## WHAT YOU ARE ASKED TO DO
Check every line of the data below for the word "derived", then give only the number of lines that have it.

Collected data:
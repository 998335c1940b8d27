use super::as_fields;
use crate::fields::{coerce_int, coerce_text};
use crate::schema::JsonSchema;
use crate::status;
use crate::validator::{ValidationError, ValidationIssue, KIND_STATUS_CODE, KIND_TYPE_DICT};
use http::StatusCode;
use serde::{Deserialize, Deserializer, Serialize};
use serde_json::{json, Map, Value};
use std::convert::TryFrom;
use tracing::debug;

/// Derive the `status` field of an [`ErrorModel`] from its `code`.
///
/// Returns the canonical status name (`404` → `"NOT_FOUND"`), or an
/// "invalid field value" error when `code` is not a registered HTTP status.
pub fn derive_status(code: i64) -> Result<String, ValidationError> {
    lookup(code)
        .map(|(_, name)| name)
        .map_err(|issue| ValidationError::single(ErrorModel::MODEL, issue))
}

fn lookup(code: i64) -> Result<(StatusCode, String), ValidationIssue> {
    match (status::lookup(code), status::status_name(code)) {
        (Some(status_code), Some(name)) => Ok((status_code, name)),
        _ => Err(ValidationIssue::new(
            "code",
            KIND_STATUS_CODE,
            format!("{code} is not a valid HTTP status code"),
        )),
    }
}

/// HTTP error record.
///
/// * `code` - HTTP error status code
/// * `message` - detail on the error
/// * `status` - canonical name of `code` (e.g. `NOT_FOUND`), set at
///   construction and never supplied by the caller
#[derive(Debug, Clone, PartialEq, Eq, Serialize)]
pub struct ErrorModel {
    code: i64,
    message: String,
    status: String,
    #[serde(skip)]
    status_code: StatusCode,
}

impl ErrorModel {
    pub const MODEL: &'static str = "ErrorModel";

    /// Build an error record. Fails when `code` is not a registered status.
    pub fn new(code: i64, message: impl Into<String>) -> Result<Self, ValidationError> {
        let (status_code, status) =
            lookup(code).map_err(|issue| ValidationError::single(Self::MODEL, issue))?;
        Ok(Self {
            code,
            message: message.into(),
            status,
            status_code,
        })
    }

    /// Build from keyword arguments, e.g. `{"code": 404, "message": "not found"}`.
    ///
    /// Both fields are coerced first and every failing field is reported.
    /// `status` is derived only when both succeed; a `status` key in the input
    /// is ignored.
    pub fn from_fields(fields: &Map<String, Value>) -> Result<Self, ValidationError> {
        let code = coerce_int("code", fields.get("code"));
        let message = coerce_text("message", fields.get("message"));
        match (code, message) {
            (Ok(code), Ok(message)) => Self::new(code, message),
            (code, message) => {
                let issues: Vec<ValidationIssue> =
                    [code.err(), message.err()].into_iter().flatten().collect();
                debug!(model = Self::MODEL, issues = issues.len(), "rejected error record");
                Err(ValidationError::new(Self::MODEL, issues))
            }
        }
    }

    pub fn code(&self) -> i64 {
        self.code
    }

    pub fn message(&self) -> &str {
        &self.message
    }

    pub fn status(&self) -> &str {
        &self.status
    }

    /// The HTTP status this record describes.
    pub fn status_code(&self) -> StatusCode {
        self.status_code
    }

    /// Dictionary view of the record.
    pub fn to_value(&self) -> Value {
        json!({
            "code": self.code,
            "message": self.message,
            "status": self.status,
        })
    }
}

impl TryFrom<Value> for ErrorModel {
    type Error = ValidationError;

    fn try_from(value: Value) -> Result<Self, Self::Error> {
        Self::from_fields(as_fields(Self::MODEL, &value)?)
    }
}

impl<'de> Deserialize<'de> for ErrorModel {
    fn deserialize<D: Deserializer<'de>>(deserializer: D) -> Result<Self, D::Error> {
        let value = Value::deserialize(deserializer)?;
        ErrorModel::try_from(value).map_err(serde::de::Error::custom)
    }
}

impl JsonSchema for ErrorModel {
    const TITLE: &'static str = Self::MODEL;

    fn base_schema() -> Value {
        json!({
            "title": Self::TITLE,
            "description": "HTTP error record with the status name derived from its code.",
            "type": "object",
            "properties": {
                "code": { "title": "Code", "type": "integer" },
                "message": { "title": "Message", "type": "string" }
            },
            "required": ["code", "message"]
        })
    }
}

/// Error envelope, `{"error": {...}}`.
///
/// Built by forwarding `code`/`message` into an internally created
/// [`ErrorModel`]; it has no fields of its own.
#[derive(Debug, Clone, PartialEq, Eq, Serialize, Deserialize)]
#[serde(try_from = "Value")]
pub struct ErrorResponse {
    error: ErrorModel,
}

impl ErrorResponse {
    pub const MODEL: &'static str = "ErrorResponse";

    pub fn new(code: i64, message: impl Into<String>) -> Result<Self, ValidationError> {
        ErrorModel::new(code, message).map(Self::from)
    }

    /// Build from the same keyword arguments as [`ErrorModel::from_fields`].
    pub fn from_fields(fields: &Map<String, Value>) -> Result<Self, ValidationError> {
        ErrorModel::from_fields(fields).map(Self::from)
    }

    pub fn error(&self) -> &ErrorModel {
        &self.error
    }

    pub fn into_error(self) -> ErrorModel {
        self.error
    }

    /// Dictionary view of the envelope.
    pub fn to_value(&self) -> Value {
        json!({ "error": self.error.to_value() })
    }
}

impl From<ErrorModel> for ErrorResponse {
    fn from(error: ErrorModel) -> Self {
        Self { error }
    }
}

/// Accepts either the envelope (`{"error": {...}}`) or the flat keyword
/// arguments (`{"code": .., "message": ..}`). A present but non-object
/// `error` is rejected.
impl TryFrom<Value> for ErrorResponse {
    type Error = ValidationError;

    fn try_from(value: Value) -> Result<Self, Self::Error> {
        let fields = as_fields(Self::MODEL, &value)?;
        match fields.get("error") {
            Some(Value::Object(inner)) => Self::from_fields(inner),
            Some(_) => Err(ValidationError::single(
                Self::MODEL,
                ValidationIssue::new("error", KIND_TYPE_DICT, "value is not a valid dict"),
            )),
            None => Self::from_fields(fields),
        }
    }
}

impl JsonSchema for ErrorResponse {
    const TITLE: &'static str = Self::MODEL;

    fn base_schema() -> Value {
        json!({
            "title": Self::TITLE,
            "description": "Envelope wrapping a single error record.",
            "type": "object",
            "properties": {
                "error": { "$ref": "#/components/schemas/ErrorModel" }
            },
            "required": ["error"]
        })
    }
}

## REPLY TO THE TASK
2